L'homme en tant qu'homme ne peut vivre horizontalement. Son repos, son sommeil est le plus souvent une chute.
L'Air et les Songes - Essai sur l'imagination du mouvement (1943), Gaston Bachelard



note du 10 avril 2018

Pendant la journée l’excitation monte aux pieds des cerisiers

Parfois le soir, la nuit tombée, on peut voir une personne immobile, le visage dressé vers les branches en fleurs



La question du corps entre en résonance avec l’histoire du Japon, qui s’est dans un premier temps défini comme isolé. À partir de l’ouverture de l’ère Meiji, début d’une occidentalisation voulue, et en partie maîtrisée, deux types de corps se rencontrent et s’évaluent. Les Européens, puis les Américains, vont étudier le Japon, jusqu’à traquer une différence anatomique, un corps insulaire, et même un caractère national déterminé par un espace physique hors du commun. L’omniprésence du corps dans les récits japonais est-elle pour autant significative ? Serait-elle liée aux récits premiers qui affirment la naissance d’un peuple dont les îles sont d’origine organique, un corps insulaire habité ? Ou bien s’agit-il d’une reconstruction fantasmatique d’un corps de synthèse, constitué d’emprunts ? Le corps japonais est perçu comme multiple et uni - effet de confusion, d’égarement, par la similitude apparente. Un corps identique (ou démultiplié), dont la photographie peut donner une idée, ou la réflexion de l’essayiste, comme le fit Roland Barthes avec son Empire des Signes.
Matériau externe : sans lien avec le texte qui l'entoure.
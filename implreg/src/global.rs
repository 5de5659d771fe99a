//! Process-wide hook and pending slot.
//!
//! For producers that cannot be handed a publisher: generated fragments call
//! [`publish`] at load time, and the consumer calls [`define_hook`] whenever
//! it becomes ready. Whichever runs first, the payload meets the hook.
//!
//! Several fragments publishing before the hook is defined overwrite one
//! another; only the last survives. Fragments that need to coexist should be
//! merged into one payload (see `collect_submitted` with the `inventory`
//! feature) or use an injected [`DeferredPublisher`](crate::DeferredPublisher).

use crate::publisher::{DeferredPublisher, SharedHook};
use implreg_core::{Delivery, HookError, Implementors, PublishError, RegistrationHook};
use implreg_std::PendingSlot;
use lazy_static::lazy_static;
use std::sync::{Arc, PoisonError, RwLock};

lazy_static! {
    static ref HOOK: RwLock<Option<SharedHook<Implementors>>> = RwLock::new(None);
    static ref PENDING: PendingSlot<Implementors> = PendingSlot::new();
}

fn current_hook() -> Option<SharedHook<Implementors>> {
    HOOK.read().unwrap_or_else(PoisonError::into_inner).clone()
}

fn replace_hook(hook: Option<SharedHook<Implementors>>) -> Option<SharedHook<Implementors>> {
    let mut guard = HOOK.write().unwrap_or_else(PoisonError::into_inner);
    std::mem::replace(&mut *guard, hook)
}

/// Publishes `payload` to the process-wide hook, or parks it in the
/// process-wide pending slot.
///
/// The hook is cloned out of its lock before it runs, so it may itself call
/// back into this module.
pub fn publish(payload: Implementors) -> Result<Delivery, PublishError> {
    DeferredPublisher::builder()
        .shared_hook(current_hook())
        .stash(PENDING.clone())
        .name("global")
        .build()
        .publish(payload)
}

/// Installs the process-wide hook and drains the pending slot into it.
///
/// Returns `Ok(true)` if a pending payload was delivered. The hook remains
/// installed if that delivery fails.
///
/// The hook is installed before the drain, so a `publish` racing in from
/// another thread can reach it ahead of the older pending payload.
pub fn define_hook<H>(hook: H) -> Result<bool, HookError>
where
    H: RegistrationHook<Implementors>,
{
    let hook: SharedHook<Implementors> = Arc::new(hook);
    replace_hook(Some(Arc::clone(&hook)));
    PENDING.drain_into(&*hook)
}

/// Removes the process-wide hook, returning it.
pub fn remove_hook() -> Option<SharedHook<Implementors>> {
    replace_hook(None)
}

/// Returns `true` if a process-wide hook is installed.
pub fn has_hook() -> bool {
    HOOK.read().unwrap_or_else(PoisonError::into_inner).is_some()
}

/// Takes the process-wide pending payload.
pub fn take_pending() -> Option<Implementors> {
    PENDING.take()
}

/// A handle to the process-wide pending slot.
pub fn pending() -> PendingSlot<Implementors> {
    PENDING.clone()
}
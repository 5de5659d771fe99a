//! Single-slot mailbox for payloads that arrive before their consumer.
//!
//! The slot holds at most one payload. Writing overwrites, reading takes and
//! clears. A consumer that becomes ready later drains it with
//! [`PendingSlot::drain_into`].

use implreg_core::{HookError, Payload, RegistrationHook, Stash};
use std::sync::{Arc, Mutex, MutexGuard, PoisonError};

/// A shared, cloneable handle to one pending payload.
///
/// Clones observe the same slot, so the publisher and a late consumer can
/// each hold a handle.
///
/// # Example
///
/// ```rust
/// use implreg_std::PendingSlot;
///
/// let slot = PendingSlot::new();
/// assert!(slot.stash("first".to_string()).is_none());
/// assert_eq!(slot.stash("second".to_string()).as_deref(), Some("first"));
/// assert_eq!(slot.take().as_deref(), Some("second"));
/// assert!(slot.is_empty());
/// ```
pub struct PendingSlot<P> {
    inner: Arc<Mutex<Option<P>>>,
}

impl<P> PendingSlot<P> {
    /// Creates an empty slot.
    pub fn new() -> Self {
        Self {
            inner: Arc::new(Mutex::new(None)),
        }
    }

    // A panic while holding the lock cannot leave `Option<P>` half-written.
    fn lock(&self) -> MutexGuard<'_, Option<P>> {
        self.inner.lock().unwrap_or_else(PoisonError::into_inner)
    }

    /// Stores `payload`, returning the payload it overwrote.
    pub fn stash(&self, payload: P) -> Option<P> {
        self.lock().replace(payload)
    }

    /// Removes and returns the pending payload.
    pub fn take(&self) -> Option<P> {
        self.lock().take()
    }

    /// Drops the pending payload, if any.
    pub fn clear(&self) {
        self.lock().take();
    }

    /// Returns `true` if nothing is pending.
    pub fn is_empty(&self) -> bool {
        self.lock().is_none()
    }

    /// Returns `true` if both handles point at the same slot.
    pub fn same_slot(&self, other: &PendingSlot<P>) -> bool {
        Arc::ptr_eq(&self.inner, &other.inner)
    }
}

impl<P: Clone> PendingSlot<P> {
    /// Returns a copy of the pending payload without taking it.
    pub fn peek(&self) -> Option<P> {
        self.lock().clone()
    }
}

impl<P: Payload> PendingSlot<P> {
    /// Takes the pending payload and hands it to `hook`.
    ///
    /// Returns `Ok(false)` when nothing was pending. The payload is read
    /// once: if the hook fails it is not put back.
    pub fn drain_into<H>(&self, hook: &H) -> Result<bool, HookError>
    where
        H: RegistrationHook<P> + ?Sized,
    {
        let Some(payload) = self.take() else {
            return Ok(false);
        };

        #[cfg(feature = "tracing")]
        tracing::debug!("draining pending payload into registration hook");

        hook.register(&payload)?;
        Ok(true)
    }
}

impl<P> Default for PendingSlot<P> {
    fn default() -> Self {
        Self::new()
    }
}

impl<P> Clone for PendingSlot<P> {
    fn clone(&self) -> Self {
        Self {
            inner: Arc::clone(&self.inner),
        }
    }
}

impl<P> std::fmt::Debug for PendingSlot<P> {
    fn fmt(&self, f: &mut std::fmt::Formatter<'_>) -> std::fmt::Result {
        f.debug_struct("PendingSlot")
            .field("occupied", &!self.is_empty())
            .finish()
    }
}

impl<P: Payload> Stash<P> for PendingSlot<P> {
    fn stash(&self, payload: P) -> Option<P> {
        PendingSlot::stash(self, payload)
    }
}
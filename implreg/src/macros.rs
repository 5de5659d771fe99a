/// Builds an [`Implementors`](crate::Implementors) payload.
///
/// Entries keep their written order; duplicates are kept.
///
/// # Example
///
/// ```rust
/// use implreg::implementors;
///
/// let payload = implementors! {
///     "cursive" => ["impl Neg for XY<isize>", "impl Neg for Vec2"],
///     "empty" => [],
/// };
///
/// assert_eq!(payload.len(), 2);
/// assert_eq!(payload.entry_count(), 2);
/// assert!(implementors!().is_empty());
/// ```
#[macro_export]
macro_rules! implementors {
    () => {
        $crate::Implementors::new()
    };
    ($($namespace:expr => [$($entry:expr),* $(,)?]),+ $(,)?) => {{
        let mut payload = $crate::Implementors::new();
        $(
            let entries: ::std::vec::Vec<::std::string::String> =
                ::std::vec![$(::std::convert::Into::into($entry)),*];
            payload.extend_namespace($namespace, entries);
        )+
        payload
    }};
}

/// Submits a static implementor fragment for [`collect_submitted`].
///
/// [`collect_submitted`]: crate::collected::collect_submitted
///
/// # Example
///
/// ```rust,ignore
/// implreg::submit_implementors!("cursive" => ["impl Neg for Vec2"]);
///
/// let payload = implreg::collected::collect_submitted();
/// implreg::global::publish(payload)?;
/// ```
#[cfg(feature = "inventory")]
#[macro_export]
macro_rules! submit_implementors {
    ($namespace:expr => [$($entry:expr),* $(,)?]) => {
        $crate::inventory::submit! {
            $crate::collected::SubmittedImplementors::new($namespace, &[$($entry),*])
        }
    };
}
Récits du corps au Japon, Marc Kober




A l’université le premier jour, tous les étudiants s’activent pour ranger, déblayer et nettoyer chaque pièce.
Tous les corps à l’action ensemble.
Je rencontre Amiko, elle est différente des autres, très expressive, joyeuse, ses bras semblent danser autour de son corps quand elle parle.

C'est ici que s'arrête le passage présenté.